_What you will do:_ Using the records below, report how many lines hold "from", with no extra text.

───

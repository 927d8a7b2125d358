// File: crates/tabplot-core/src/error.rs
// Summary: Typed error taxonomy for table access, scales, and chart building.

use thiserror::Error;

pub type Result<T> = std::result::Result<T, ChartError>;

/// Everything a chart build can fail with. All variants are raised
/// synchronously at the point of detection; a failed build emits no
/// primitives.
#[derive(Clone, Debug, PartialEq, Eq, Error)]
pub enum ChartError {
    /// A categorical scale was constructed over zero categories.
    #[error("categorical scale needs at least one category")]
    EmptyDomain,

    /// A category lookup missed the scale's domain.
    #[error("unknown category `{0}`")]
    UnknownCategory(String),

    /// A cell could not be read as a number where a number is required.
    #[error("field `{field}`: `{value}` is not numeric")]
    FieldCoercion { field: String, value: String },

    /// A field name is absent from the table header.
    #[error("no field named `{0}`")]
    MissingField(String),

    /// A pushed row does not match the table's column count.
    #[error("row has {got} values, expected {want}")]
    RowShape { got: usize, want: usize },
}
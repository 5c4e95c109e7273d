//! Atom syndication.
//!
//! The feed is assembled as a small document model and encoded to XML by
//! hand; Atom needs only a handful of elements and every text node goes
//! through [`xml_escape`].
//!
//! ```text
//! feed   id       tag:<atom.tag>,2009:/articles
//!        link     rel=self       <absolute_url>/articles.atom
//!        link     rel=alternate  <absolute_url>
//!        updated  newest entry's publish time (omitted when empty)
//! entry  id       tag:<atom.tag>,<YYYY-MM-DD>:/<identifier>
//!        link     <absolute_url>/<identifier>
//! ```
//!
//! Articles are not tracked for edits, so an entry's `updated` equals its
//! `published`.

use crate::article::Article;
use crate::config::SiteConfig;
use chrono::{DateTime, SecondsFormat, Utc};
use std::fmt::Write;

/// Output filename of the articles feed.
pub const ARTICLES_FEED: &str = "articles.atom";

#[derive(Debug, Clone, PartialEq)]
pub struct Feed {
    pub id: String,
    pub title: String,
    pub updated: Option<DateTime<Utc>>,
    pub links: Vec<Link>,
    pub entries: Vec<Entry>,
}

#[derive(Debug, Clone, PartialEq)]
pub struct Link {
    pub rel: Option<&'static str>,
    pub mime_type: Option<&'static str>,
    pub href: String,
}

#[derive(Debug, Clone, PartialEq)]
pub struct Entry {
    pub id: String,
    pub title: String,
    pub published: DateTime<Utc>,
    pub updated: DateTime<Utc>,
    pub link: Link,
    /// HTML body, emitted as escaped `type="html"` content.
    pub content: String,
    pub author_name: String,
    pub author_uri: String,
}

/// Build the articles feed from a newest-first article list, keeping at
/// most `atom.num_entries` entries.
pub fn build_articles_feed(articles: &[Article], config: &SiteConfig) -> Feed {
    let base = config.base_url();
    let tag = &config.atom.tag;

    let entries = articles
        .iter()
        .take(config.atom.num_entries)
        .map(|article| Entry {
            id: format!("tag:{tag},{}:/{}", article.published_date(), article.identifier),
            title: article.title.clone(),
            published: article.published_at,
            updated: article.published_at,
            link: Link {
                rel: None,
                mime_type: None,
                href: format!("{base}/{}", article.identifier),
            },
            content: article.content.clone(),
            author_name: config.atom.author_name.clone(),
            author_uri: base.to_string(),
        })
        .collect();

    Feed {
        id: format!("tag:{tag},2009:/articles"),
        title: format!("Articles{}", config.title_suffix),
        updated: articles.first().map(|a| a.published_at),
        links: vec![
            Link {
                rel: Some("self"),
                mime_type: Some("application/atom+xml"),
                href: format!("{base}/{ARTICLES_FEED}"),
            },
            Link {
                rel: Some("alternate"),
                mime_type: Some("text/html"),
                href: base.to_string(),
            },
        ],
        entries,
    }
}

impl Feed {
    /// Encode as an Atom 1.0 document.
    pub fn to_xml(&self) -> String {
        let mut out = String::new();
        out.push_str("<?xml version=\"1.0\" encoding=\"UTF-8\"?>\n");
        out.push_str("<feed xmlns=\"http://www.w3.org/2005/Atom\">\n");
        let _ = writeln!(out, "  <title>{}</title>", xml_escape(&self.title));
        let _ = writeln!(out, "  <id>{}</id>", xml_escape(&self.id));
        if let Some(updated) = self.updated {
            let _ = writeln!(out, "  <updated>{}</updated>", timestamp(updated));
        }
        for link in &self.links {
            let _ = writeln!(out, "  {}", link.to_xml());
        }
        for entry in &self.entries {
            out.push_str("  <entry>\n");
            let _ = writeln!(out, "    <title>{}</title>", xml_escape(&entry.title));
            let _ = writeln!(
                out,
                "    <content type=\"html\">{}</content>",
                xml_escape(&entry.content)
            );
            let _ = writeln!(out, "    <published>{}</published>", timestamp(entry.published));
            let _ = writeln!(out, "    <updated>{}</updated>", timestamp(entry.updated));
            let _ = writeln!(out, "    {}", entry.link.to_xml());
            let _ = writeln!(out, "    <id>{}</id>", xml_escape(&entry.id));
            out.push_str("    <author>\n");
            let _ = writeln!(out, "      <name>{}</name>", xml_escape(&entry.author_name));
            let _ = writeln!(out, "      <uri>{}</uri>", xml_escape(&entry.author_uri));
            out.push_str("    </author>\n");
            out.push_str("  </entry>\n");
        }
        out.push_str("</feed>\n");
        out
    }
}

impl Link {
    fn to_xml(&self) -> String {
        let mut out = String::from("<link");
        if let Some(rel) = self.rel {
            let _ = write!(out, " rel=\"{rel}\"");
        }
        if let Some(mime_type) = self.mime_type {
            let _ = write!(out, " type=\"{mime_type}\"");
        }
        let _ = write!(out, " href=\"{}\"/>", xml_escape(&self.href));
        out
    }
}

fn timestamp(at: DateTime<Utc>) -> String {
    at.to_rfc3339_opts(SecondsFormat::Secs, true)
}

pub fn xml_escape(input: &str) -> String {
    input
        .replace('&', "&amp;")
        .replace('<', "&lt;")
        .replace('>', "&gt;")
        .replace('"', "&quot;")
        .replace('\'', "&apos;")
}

───

_Final answer:_ 3